People often do not give a great deal of thought to what might happen were they to become incapacitated. It is typically not what one associates with estate planning because traditionally estate planning has focused on death and dying rather than life and the living. However, disability planning is a significant aspect of estate planning. There are several documents that are a part of disability planning:
Powers of Attorney
There are 2 parties involved in creating a power of attorney, the principal (you) and the agent/attorney-in-fact (the person you appoint to take care of things). A Power of Attorney (POA)can be general or specific, durable or non-durable. A general POA gives the agent broad powers. A specific POA only allows the agent to do a few things. A durable POA will survive your incapacity. A non-durable POA will cease to be effective upon your incapacity. A Power of Attorney can be a very powerful document because through it, you are basically giving another person the authority to decide matters on your behalf. Thus, careful consideration must be given to the choice of agent and any successor.
Declaration of Guardian
When you engage in comprehensive estate planning, you take control of what happens at your death as well as during any periods of incapacity. If you should become incapacitated during your life you might find yourself in the situation of needing to have a guardian manage either your person (you) or your estate (finances). If you failed to make an appointment yourself, a court would be called upon to make the decision for you. Therefore it is wise to decide ahead of time decide who your guardian or guardians should be. And maybe more importantly, who you do not want your guardian(s) to be.

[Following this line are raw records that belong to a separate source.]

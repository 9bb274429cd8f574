use std::fs;
use std::path::Path;

use crate::error::Result;
use crate::report::ReportData;

/// Writes the consolidated report as pretty-printed JSON, for callers that
/// want to post-process the tables instead of opening a spreadsheet.
pub fn write_report(path: &Path, report: &ReportData) -> Result<()> {
    let json_string = serde_json::to_string_pretty(report)?;
    fs::write(path, json_string)?;
    Ok(())
}
use tracing::debug;

use crate::{
    cache::CacheEntity,
    connection::{ConnectionFactory, notification::ServerDescriptor},
    events::BackendEvent,
};

use super::{Backend, BackendState};

/// Default-slot resolution.
///
/// The server reports defaults by name, possibly before the named endpoint
/// has been mirrored. Slots therefore resolve from two directions: from
/// server-info notifications against the caches, and from endpoint arrival
/// against the last reported (still wanted) name.
impl<F: ConnectionFactory> Backend<F> {
    pub(crate) fn on_server_info(&mut self, info: &ServerDescriptor) {
        self.resolve_default_source(info.default_source_name.as_deref());
        self.resolve_default_sink(info.default_sink_name.as_deref());

        if self.state() != BackendState::Ready {
            debug!(
                "Sound server is {} version {}, running on {}",
                info.server_name, info.server_version, info.host_name
            );
        }
    }

    fn resolve_default_sink(&mut self, reported: Option<&str>) {
        // The server repeats identical info freely; an unchanged name means
        // no work, even while the slot is still waiting for its entity. An
        // absent name and an empty one are the same thing.
        let reported = reported.unwrap_or_default();
        if self.wanted_default_sink.as_deref().unwrap_or_default() == reported {
            return;
        }

        self.default_sink = None;
        self.wanted_default_sink = (!reported.is_empty()).then(|| reported.to_owned());
        if reported.is_empty() {
            return;
        }

        // The stream list may not have delivered this entity yet; a later
        // stream-added will bind it.
        match self.sinks.find_by_name(reported).map(CacheEntity::index) {
            Some(index) => {
                self.default_sink = Some(index);
                debug!("Default output stream changed to {reported}");
                self.emit(BackendEvent::DefaultOutputChanged(reported.to_owned()));
            }
            None => debug!("Default output stream {reported} not yet known"),
        }
    }

    fn resolve_default_source(&mut self, reported: Option<&str>) {
        let reported = reported.unwrap_or_default();
        if self.wanted_default_source.as_deref().unwrap_or_default() == reported {
            return;
        }

        self.default_source = None;
        self.wanted_default_source = (!reported.is_empty()).then(|| reported.to_owned());
        if reported.is_empty() {
            return;
        }

        match self.sources.find_by_name(reported).map(CacheEntity::index) {
            Some(index) => {
                self.default_source = Some(index);
                debug!("Default input stream changed to {reported}");
                self.emit(BackendEvent::DefaultInputChanged(reported.to_owned()));
            }
            None => debug!("Default input stream {reported} not yet known"),
        }
    }

    /// Called from the sink-added path: an unresolved default name binds as
    /// soon as its entity appears, without waiting for another server-info.
    pub(crate) fn bind_default_sink_if_wanted(&mut self, index: u32, name: &str) {
        if self.default_sink.is_some() || self.wanted_default_sink.as_deref() != Some(name) {
            return;
        }
        self.default_sink = Some(index);
        debug!("Default output stream changed to {name}");
        self.emit(BackendEvent::DefaultOutputChanged(name.to_owned()));
    }

    /// Source-added counterpart of the sink binding above.
    pub(crate) fn bind_default_source_if_wanted(&mut self, index: u32, name: &str) {
        if self.default_source.is_some() || self.wanted_default_source.as_deref() != Some(name) {
            return;
        }
        self.default_source = Some(index);
        debug!("Default input stream changed to {name}");
        self.emit(BackendEvent::DefaultInputChanged(name.to_owned()));
    }
}
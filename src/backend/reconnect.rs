use tracing::debug;

use crate::connection::{Connection, ConnectionFactory, ConnectionState};

use super::{Backend, BackendState};

/// Connection-loss supervision.
///
/// A disconnect before the first successful connection is terminal; after
/// one, the supervisor keeps re-dispatching connect attempts. Attempts are
/// fire-and-forget: the dispatch result only says whether the request went
/// out, the outcome arrives as a later state notification.
impl<F: ConnectionFactory> Backend<F> {
    pub(crate) fn on_connection_state(&mut self, state: ConnectionState) {
        match state {
            ConnectionState::Disconnected => {
                if !self.connected_once {
                    // First connection attempt failed.
                    self.set_state(BackendState::Failed);
                    return;
                }

                // A retry already armed keeps trying on its own; arming a
                // second one is a no-op by contract.
                if self.retry_armed {
                    return;
                }
                let dispatched = self
                    .connection_mut()
                    .is_some_and(Connection::connect);
                if !dispatched {
                    debug!("Immediate reconnect not dispatched, arming retry");
                    self.retry_armed = true;
                }
            }
            ConnectionState::Connecting
            | ConnectionState::Authorizing
            | ConnectionState::Loading => {
                self.set_state(BackendState::Connecting);
            }
            ConnectionState::Connected => {
                self.connected_once = true;
                self.set_state(BackendState::Ready);
            }
        }
    }

    /// One armed-retry pass, driven from the run loop.
    ///
    /// Disarms itself on the first successfully dispatched attempt and
    /// reports whether the retry is still armed.
    pub(crate) fn reconnect_tick(&mut self) -> bool {
        if !self.retry_armed {
            return false;
        }
        let dispatched = self
            .connection_mut()
            .is_some_and(Connection::connect);
        if dispatched {
            debug!("Reconnect dispatched, disarming retry");
            self.retry_armed = false;
        }
        self.retry_armed
    }
}
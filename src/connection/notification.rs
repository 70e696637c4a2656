use crate::volume::Volume;

use super::ConnectionState;

/// One asynchronous report from the server, in arrival order.
///
/// Info and removal notifications may interleave arbitrarily with respect to
/// the requests that caused them; the engine reconciles rather than assumes
/// ordering.
#[derive(Debug, Clone)]
pub enum Notification {
    /// The session moved to a new lifecycle state.
    StateChanged(ConnectionState),
    /// Server-wide metadata, including the default endpoint names.
    ServerInfo(ServerDescriptor),
    /// A device appeared or changed.
    DeviceInfo(DeviceDescriptor),
    /// A device disappeared.
    DeviceRemoved(u32),
    /// A playback endpoint appeared or changed.
    SinkInfo(SinkDescriptor),
    /// A playback endpoint disappeared.
    SinkRemoved(u32),
    /// A playback client stream appeared or changed.
    SinkInputInfo(SinkInputDescriptor),
    /// A playback client stream disappeared.
    SinkInputRemoved(u32),
    /// A capture endpoint appeared or changed.
    SourceInfo(SourceDescriptor),
    /// A capture endpoint disappeared.
    SourceRemoved(u32),
    /// A capture client stream appeared or changed.
    SourceOutputInfo(SourceOutputDescriptor),
    /// A capture client stream disappeared.
    SourceOutputRemoved(u32),
}

/// Server metadata reported on connect and on server-side changes.
#[derive(Debug, Clone, Default)]
pub struct ServerDescriptor {
    /// Server software name.
    pub server_name: String,
    /// Server software version.
    pub server_version: String,
    /// Host the server runs on.
    pub host_name: String,
    /// Name of the current default playback endpoint, if any.
    pub default_sink_name: Option<String>,
    /// Name of the current default capture endpoint, if any.
    pub default_source_name: Option<String>,
}

/// Selectable port on a device.
#[derive(Debug, Clone, PartialEq, Eq)]
pub struct PortDescriptor {
    /// Port identifier.
    pub name: String,
    /// Human-readable label.
    pub description: String,
    /// Server-assigned priority.
    pub priority: u32,
    /// Whether the port is currently usable.
    pub available: bool,
}

/// Selectable profile on a device.
#[derive(Debug, Clone, PartialEq, Eq)]
pub struct ProfileDescriptor {
    /// Profile identifier.
    pub name: String,
    /// Human-readable label.
    pub description: String,
    /// Server-assigned priority.
    pub priority: u32,
}

/// Snapshot of a device's state.
#[derive(Debug, Clone, Default)]
pub struct DeviceDescriptor {
    /// Server-assigned index, stable for the connection lifetime.
    pub index: u32,
    /// Server-side device name.
    pub name: String,
    /// Human-readable label.
    pub description: String,
    /// Ports offered by the device.
    pub ports: Vec<PortDescriptor>,
    /// Name of the active port, if any.
    pub active_port: Option<String>,
    /// Profiles offered by the device.
    pub profiles: Vec<ProfileDescriptor>,
    /// Name of the active profile, if any.
    pub active_profile: Option<String>,
}

/// Snapshot of a playback endpoint's state.
#[derive(Debug, Clone, Default)]
pub struct SinkDescriptor {
    /// Server-assigned index.
    pub index: u32,
    /// Server-side endpoint name; default resolution matches on this.
    pub name: String,
    /// Human-readable label.
    pub description: String,
    /// Mute flag.
    pub mute: bool,
    /// Per-channel volume.
    pub volume: Volume,
    /// Index of the shadow capture endpoint mirroring this sink, if any.
    pub monitor_source: Option<u32>,
    /// Whether the channel layout supports left/right balance.
    pub can_balance: bool,
    /// Whether the channel layout supports front/rear fade.
    pub can_fade: bool,
}

/// Snapshot of a capture endpoint's state.
#[derive(Debug, Clone, Default)]
pub struct SourceDescriptor {
    /// Server-assigned index.
    pub index: u32,
    /// Server-side endpoint name.
    pub name: String,
    /// Human-readable label.
    pub description: String,
    /// Mute flag.
    pub mute: bool,
    /// Per-channel volume.
    pub volume: Volume,
    /// Set when this source merely mirrors a sink's output; such sources are
    /// not user-facing capture devices.
    pub monitor_of_sink: Option<u32>,
    /// Whether the channel layout supports left/right balance.
    pub can_balance: bool,
    /// Whether the channel layout supports front/rear fade.
    pub can_fade: bool,
}

/// Snapshot of a playback client stream's state.
#[derive(Debug, Clone, Default)]
pub struct SinkInputDescriptor {
    /// Server-assigned index.
    pub index: u32,
    /// Server-advertised stream title; used for the description only, never
    /// as the identifier.
    pub name: String,
    /// Index of the sink the stream plays into.
    pub sink: u32,
    /// Mute flag.
    pub mute: bool,
    /// Per-channel volume, absent for streams without one.
    pub volume: Option<Volume>,
    /// Whether the volume may be written.
    pub volume_writable: bool,
    /// Whether the channel layout supports left/right balance.
    pub can_balance: bool,
    /// Whether the channel layout supports front/rear fade.
    pub can_fade: bool,
    /// Owning application name, when the stream belongs to one.
    pub app_name: Option<String>,
    /// Owning application identifier.
    pub app_id: Option<String>,
    /// Owning application icon name.
    pub app_icon: Option<String>,
    /// Media role, e.g. `event` for short notification sounds.
    pub media_role: Option<String>,
    /// Description attached to event-role streams; preferred over `name`
    /// for those.
    pub event_description: Option<String>,
}

/// Snapshot of a capture client stream's state.
#[derive(Debug, Clone, Default)]
pub struct SourceOutputDescriptor {
    /// Server-assigned index.
    pub index: u32,
    /// Server-advertised stream title.
    pub name: String,
    /// Index of the source the stream records from.
    pub source: u32,
    /// Mute flag.
    pub mute: bool,
    /// Per-channel volume, absent for streams without one.
    pub volume: Option<Volume>,
    /// Whether the volume may be written.
    pub volume_writable: bool,
    /// Whether the channel layout supports left/right balance.
    pub can_balance: bool,
    /// Whether the channel layout supports front/rear fade.
    pub can_fade: bool,
    /// Owning application name, when the stream belongs to one.
    pub app_name: Option<String>,
    /// Owning application identifier.
    pub app_id: Option<String>,
    /// Owning application icon name.
    pub app_icon: Option<String>,
}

Healthcare Documents: Medical Directives
This Directive provides direction to do any of the following:
- Administer life-sustaining treatment
- Withhold life-sustaining treatment
- Withdraw life-sustaining treatment
The Directive becomes effective only when it has been determined that you have a terminal or irreversible condition that has been diagnosed and certified in writing by your attending physician.
With the Medical Power of Attorney, you (the principal) appoint another person (the agent) to make healthcare decisions for you when you cannot. This document is called a springing power of attorney. This means that it only becomes effective when your attending physician certifies in writing that you are incompetent. Your agent’s authority will continue until his or her power is revoked or you regain competency.
This is an order directing health care professionals acting in an out-of-hospital setting to withhold cardiopulmonary resuscitation and certain other life-sustaining treatment. Your physician must sign this document. The physician must also make the fact of the existence of the order and the reasons for execution of the order a part of the declarant’s medical record. Because a physician must sign this document, it is not normally prepared in the context of estate planning.
The Health Insurance Portability and Accountability Act imposed sweeping privacy rules on your medical information. It restricts health care providers (doctors and hospitals) and health care plans (insurance companies, Medicare, Medicaid) from disclosing your individually identifiable health information. It is important to have this document because without it, the person(s) you select as your agent under a Medical Power of Attorney or guardian may not be able to access medical information about you to make informed decisions. A HIPPA release expires four years after your death unless revoked prior to that.
A person may provide written directions for the disposition of their remains in a will, a prepaid funeral contract, or a written instrument, which is signed and acknowledged by such person. The directions may be modified or revoked only by a subsequent writing signed and acknowledged by such person. The agent designated entitled to handle the disposition of remains has a duty to faithfully carry out the decedent’s directions to the extent that the decedent’s estate or the agent controlling the disposition are financially able to do so. If the directions are in a will, they must be carried out immediately without the need for probate.